It’s not just ripples from the global financial crisis that are weighing on growth. Blame baby boomers, too, who are squirrelling away savings and putting their cash into houses instead of doing what they’ve done for decades: Driving the country’s economic activity.
As a result of the aging population, the new normal for economic growth looks to be slower than in the past, Bank of Canada Governor Stephen Poloz said in a speech Tuesday, with interest rates likely to be lower for longer.
“The demographic forces that are in play suggest that the growth trajectory that we converge on after the recovery period will be slower than our historical trend,” he told the Halifax Chamber of Commerce. That will also mean lower interest rates “than we are used to,” he added.
He looked at why economic activity in both Canada and around the world has been so lacklustre since the financial crisis, pointing to the nasty “hangover” of the global downturn. In the long run, though, it is the aging population that will dampen growth and put pressure on productivity.
That’s partly because an aging population tends to save more – rather than spend – to build wealth as people approach retirement. Many of those savings are going into homes, which does little to boost productivity, compared with more productive uses such as business investment.
Canada is already seeing the impact of a boomer generation that’s exiting the work force, and the central bank expects that by next year, labour’s contribution to the potential growth of the economy will be half what it was in 2007. “That’s the labour story, in a nutshell, and it is slowing us down.”
In the near term, first-quarter economic growth “will be on the soft side,” Mr. Poloz said, weakness that’s likely partly due to the weather. Core inflation has ticked higher in recent months, although looking past the monthly volatility, consumer prices appear to be running at about 1.2 per cent.
He also said the possibility of secular stagnation – where economies perform well below normal for a long period of time with persistently weak labour markets – “needs to be taken seriously.”
The tone of his language showed no rate hikes are on the horizon. In fact, “interest rates may remain lower than we have experienced in the past for a longer period, until some of these long-term forces dissipate,” he said. The message “reiterates the theme ‘lower rates for longer,’” said Sébastien Lavoie, assistant chief economist at Laurentian Bank of Canada.
The Canadian dollar weakened after the speech, shedding about two-thirds of a cent to close at 89.79 cents (U.S.). At a press conference after the speech, Mr. Poloz said the economy hasn’t seen much of an impact from the weaker dollar yet, reiterating that a pickup in the U.S. economy will have a far greater effect.
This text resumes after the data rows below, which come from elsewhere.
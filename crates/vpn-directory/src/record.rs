// ============================================
// File: crates/vpn-directory/src/record.rs
// ============================================
//! # Directory Record
//!
//! One candidate server as listed to the user and stored in the cache.
//!
//! ## Wire Format
//! Field names are fixed for compatibility with existing cache files and
//! front-ends:
//! ```json
//! {"id":"1.2.3.4","name":"Germany (5 Mbps)","ip":"1.2.3.4","load":"Public"}
//! ```
//!
//! ## ⚠️ Important Note for Next Developer
//! - `name` and `address` come from an untrusted feed: display only
//! - Records are immutable, a refresh builds a new `Vec`

use serde::{Deserialize, Serialize};

use vpn_common::ServerId;

/// Quality tag attached to every record built from the public feed.
pub const PUBLIC_QUALITY: &str = "Public";

/// Identifier of the placeholder record returned when no cache is usable.
pub const PLACEHOLDER_ID: &str = "local";

/// Display name of the placeholder record.
pub const PLACEHOLDER_NAME: &str = "No servers found (run fetch-public)";

/// Null address of the placeholder record.
pub const PLACEHOLDER_ADDRESS: &str = "0.0.0.0";

/// Quality of the placeholder record.
pub const PLACEHOLDER_QUALITY: &str = "0%";

/// A single directory entry.
#[derive(Debug, Clone, PartialEq, Eq, Serialize, Deserialize)]
pub struct DirectoryRecord {
    id: ServerId,
    name: String,
    #[serde(rename = "ip")]
    address: String,
    #[serde(rename = "load")]
    quality: String,
}

impl DirectoryRecord {
    /// Creates a record from already-validated parts.
    #[must_use]
    pub fn new(
        id: ServerId,
        name: impl Into<String>,
        address: impl Into<String>,
        quality: impl Into<String>,
    ) -> Self {
        Self {
            id,
            name: name.into(),
            address: address.into(),
            quality: quality.into(),
        }
    }

    /// The record shown when no directory is available.
    #[must_use]
    pub fn placeholder() -> Self {
        Self {
            id: PLACEHOLDER_ID.parse().expect("placeholder id is a valid identifier"),
            name: PLACEHOLDER_NAME.to_string(),
            address: PLACEHOLDER_ADDRESS.to_string(),
            quality: PLACEHOLDER_QUALITY.to_string(),
        }
    }

    /// Returns `true` if this is the built-in placeholder.
    #[must_use]
    pub fn is_placeholder(&self) -> bool {
        self.id.as_str() == PLACEHOLDER_ID && self.address == PLACEHOLDER_ADDRESS
    }

    /// Validated identifier.
    #[must_use]
    pub fn id(&self) -> &ServerId {
        &self.id
    }

    /// Display label.
    #[must_use]
    pub fn name(&self) -> &str {
        &self.name
    }

    /// Host or IP address.
    #[must_use]
    pub fn address(&self) -> &str {
        &self.address
    }

    /// Load/quality tag (`load` on the wire).
    #[must_use]
    pub fn quality(&self) -> &str {
        &self.quality
    }
}

#[cfg(test)]
mod tests {
    use super::*;

    #[test]
    fn test_json_field_names() {
        let record = DirectoryRecord::new(
            ServerId::parse("1.2.3.4").unwrap(),
            "Germany (5 Mbps)",
            "1.2.3.4",
            PUBLIC_QUALITY,
        );
        let json = serde_json::to_value(&record).unwrap();
        assert_eq!(
            json,
            serde_json::json!({
                "id": "1.2.3.4",
                "name": "Germany (5 Mbps)",
                "ip": "1.2.3.4",
                "load": "Public"
            })
        );
    }

    #[test]
    fn test_placeholder() {
        let record = DirectoryRecord::placeholder();
        assert_eq!(record.id().as_str(), "local");
        assert_eq!(record.address(), "0.0.0.0");
        assert!(record.is_placeholder());
    }

    #[test]
    fn test_rejects_invalid_id_on_deserialize() {
        let raw = r#"{"id":"a;b","name":"x","ip":"1.1.1.1","load":"1%"}"#;
        assert!(serde_json::from_str::<DirectoryRecord>(raw).is_err());
    }

    #[test]
    fn test_reads_reference_list_shape() {
        let raw = r#"[{"id":"de1","name":"Germany - Frankfurt (Free)","ip":"192.168.1.101","load":"12%"}]"#;
        let records: Vec<DirectoryRecord> = serde_json::from_str(raw).unwrap();
        assert_eq!(records[0].name(), "Germany - Frankfurt (Free)");
        assert_eq!(records[0].quality(), "12%");
    }
}
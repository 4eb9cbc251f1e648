//! Core projection engine for yearly investment cash-flow projections

use super::cashflows::{CashflowRow, CashflowSeries, ProjectionResult};
use super::irr::{solve_irr, IrrError};
use super::sale::sale_outcome;
use super::state::ProjectionState;
use crate::financing::LoanSchedule;
use crate::params::InvestmentParameters;
use log::warn;

/// Main projection engine
///
/// One invocation is a pure function of the parameters: amortize the loan,
/// simulate each holding year, value the terminal sale, and solve the
/// internal rate of return over the assembled sequence. Every run builds
/// its own state; nothing is shared or cached across runs.
pub struct ProjectionEngine {
    params: InvestmentParameters,
}

impl ProjectionEngine {
    /// Create a new engine for one parameter set
    pub fn new(params: InvestmentParameters) -> Self {
        Self { params }
    }

    /// Run the full projection
    pub fn project(&self) -> ProjectionResult {
        let params = &self.params;

        let loan = LoanSchedule::from_parameters(params);
        let debt_service = loan.annual_debt_service();

        let mut rows = Vec::with_capacity(params.holding_period_years as usize);
        let mut state = ProjectionState::from_parameters(params);

        for _year in 1..=params.holding_period_years {
            rows.push(self.calculate_year(&state, debt_service));

            // Escalation applies from the following year onward; year 1
            // always uses the un-escalated base values.
            state.escalate(params.rent_escalation(), params.charges_escalation());
        }

        let sale = sale_outcome(
            params.purchase_price,
            params.appreciation_rate(),
            params.holding_period_years,
            params.capital_gains_rate(),
        );
        if let Some(last) = rows.last_mut() {
            last.sale_proceeds = sale.net_proceeds;
        }

        let series = CashflowSeries::from_projection(params.equity, &rows, sale.net_proceeds);

        let irr = match solve_irr(series.values()) {
            Ok(rate) => rate,
            Err(IrrError::NoConvergence) => {
                warn!("IRR solver found no rate for this scenario, reporting 0.0");
                0.0
            }
        };

        let annual_cashflow = rows.first().map(|r| r.net_cashflow).unwrap_or(0.0);

        ProjectionResult {
            total_investment: params.total_investment(),
            loan,
            annual_cashflow,
            irr,
            net_sale_proceeds: sale.net_proceeds,
            rows,
            series,
        }
    }

    /// Net cash flow for a single holding year
    fn calculate_year(&self, state: &ProjectionState, debt_service: f64) -> CashflowRow {
        let effective_revenue = state.running_rent * (1.0 - self.params.vacancy_rate());
        let expenses = state.running_charges + debt_service;

        CashflowRow {
            year: state.year,
            gross_rent: state.running_rent,
            effective_revenue,
            operating_charges: state.running_charges,
            debt_service,
            net_cashflow: effective_revenue - expenses,
            sale_proceeds: 0.0,
        }
    }
}

#[cfg(test)]
mod tests {
    use super::*;
    use approx::assert_relative_eq;

    fn reference_params() -> InvestmentParameters {
        InvestmentParameters::default_scenario()
    }

    #[test]
    fn test_projection_runs_reference_scenario() {
        let engine = ProjectionEngine::new(reference_params());
        let result = engine.project();

        assert_eq!(result.total_investment, 251_000.0);
        assert_relative_eq!(result.loan.monthly_payment, 1_179.5620, max_relative = 1e-6);

        // Financing cost exceeds rent net of charges in year 1
        assert!(result.annual_cashflow < 0.0);
        assert!(result.irr.is_finite());
        assert!(result.net_sale_proceeds > 0.0);
    }

    #[test]
    fn test_row_count_matches_holding_period() {
        let mut params = reference_params();
        params.holding_period_years = 7;

        let result = ProjectionEngine::new(params).project();

        assert_eq!(result.rows.len(), 7);
        // Series carries the leading equity outlay entry as well
        assert_eq!(result.series.len(), 8);
        assert_eq!(result.series.values()[0], -20_000.0);
    }

    #[test]
    fn test_escalation_compounding_per_year() {
        let mut params = reference_params();
        params.rent_escalation_pct = 2.0;
        params.vacancy_rate_pct = 0.0;

        let result = ProjectionEngine::new(params.clone()).project();

        let base_rent = params.annual_rent();
        for (i, row) in result.rows.iter().enumerate() {
            let expected = base_rent * 1.02_f64.powi(i as i32);
            assert_relative_eq!(row.gross_rent, expected, max_relative = 1e-12);
        }
    }

    #[test]
    fn test_year_one_uses_unescalated_bases() {
        let mut params = reference_params();
        params.rent_escalation_pct = 5.0;
        params.charges_escalation_pct = 5.0;

        let result = ProjectionEngine::new(params.clone()).project();
        let first = &result.rows[0];

        assert_eq!(first.gross_rent, params.annual_rent());
        assert_eq!(first.operating_charges, params.annual_charges());
    }

    #[test]
    fn test_sale_proceeds_land_on_final_entry() {
        let result = ProjectionEngine::new(reference_params()).project();

        let last_row = result.rows.last().unwrap();
        assert!(last_row.sale_proceeds > 0.0);
        assert_eq!(result.net_sale_proceeds, last_row.sale_proceeds);

        // The final series entry is the operating flow plus the proceeds
        let last_value = *result.series.values().last().unwrap();
        assert_relative_eq!(
            last_value,
            last_row.net_cashflow + last_row.sale_proceeds,
            max_relative = 1e-12
        );

        // Every earlier operating entry carries no proceeds
        for row in &result.rows[..result.rows.len() - 1] {
            assert_eq!(row.sale_proceeds, 0.0);
        }
    }

    #[test]
    fn test_full_equity_purchase_has_no_financing_cost() {
        let mut params = reference_params();
        params.equity = params.total_investment();
        params.vacancy_rate_pct = 5.0;

        let result = ProjectionEngine::new(params.clone()).project();

        assert_eq!(result.loan.monthly_payment, 0.0);
        let expected = params.annual_rent() * 0.95 - params.annual_charges();
        assert_relative_eq!(result.annual_cashflow, expected, max_relative = 1e-12);
    }

    #[test]
    fn test_vacancy_reduces_effective_revenue() {
        let mut params = reference_params();
        params.vacancy_rate_pct = 10.0;

        let result = ProjectionEngine::new(params.clone()).project();
        let first = &result.rows[0];

        assert_relative_eq!(
            first.effective_revenue,
            first.gross_rent * 0.90,
            max_relative = 1e-12
        );
    }

    #[test]
    fn test_reference_irr_value() {
        let result = ProjectionEngine::new(reference_params()).project();

        // 1.5% appreciation with 30% gains tax over 15 years
        assert_relative_eq!(result.irr, 0.092192, max_relative = 1e-3);
    }

    #[test]
    fn test_irr_fallback_reports_zero() {
        // No appreciation, rent never covers the outlay: every flow negative,
        // so no rate discounts the sequence to zero
        let mut params = reference_params();
        params.monthly_rent = 100.0;
        params.appreciation_rate_pct = 0.0;
        params.capital_gains_tax_pct = 60.0;
        params.purchase_price = 0.0;
        params.notary_fees = 0.0;
        params.renovation = 100_000.0;
        params.furnishing = 0.0;
        params.equity = 100_000.0;
        params.condo_fees = 10_000.0;

        let result = ProjectionEngine::new(params).project();
        assert_eq!(result.irr, 0.0);
    }

    #[test]
    fn test_idempotent_projection() {
        let params = reference_params();
        let first = ProjectionEngine::new(params.clone()).project();
        let second = ProjectionEngine::new(params).project();

        assert_eq!(first, second);
    }

    #[test]
    fn test_summary_totals() {
        let result = ProjectionEngine::new(reference_params()).project();
        let summary = result.summary();

        assert_eq!(summary.holding_years, 15);
        let expected_net: f64 = result.rows.iter().map(|r| r.net_cashflow).sum();
        assert_relative_eq!(summary.total_net_cashflow, expected_net);
        assert_relative_eq!(summary.irr_pct, result.irr * 100.0);
    }
}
He characterized the postrecession period as one of “prolonged lacklustre economic growth,” both in Canada and around the world, with the global economy growing at only two-thirds of the pace registered in the four years before the downturn.
Still, he called the improvement in productivity in Canada in the second half of last year “very promising.” He added that momentum is building in the United States, which will help exports and alleviate uncertainty, which in turn should help investments.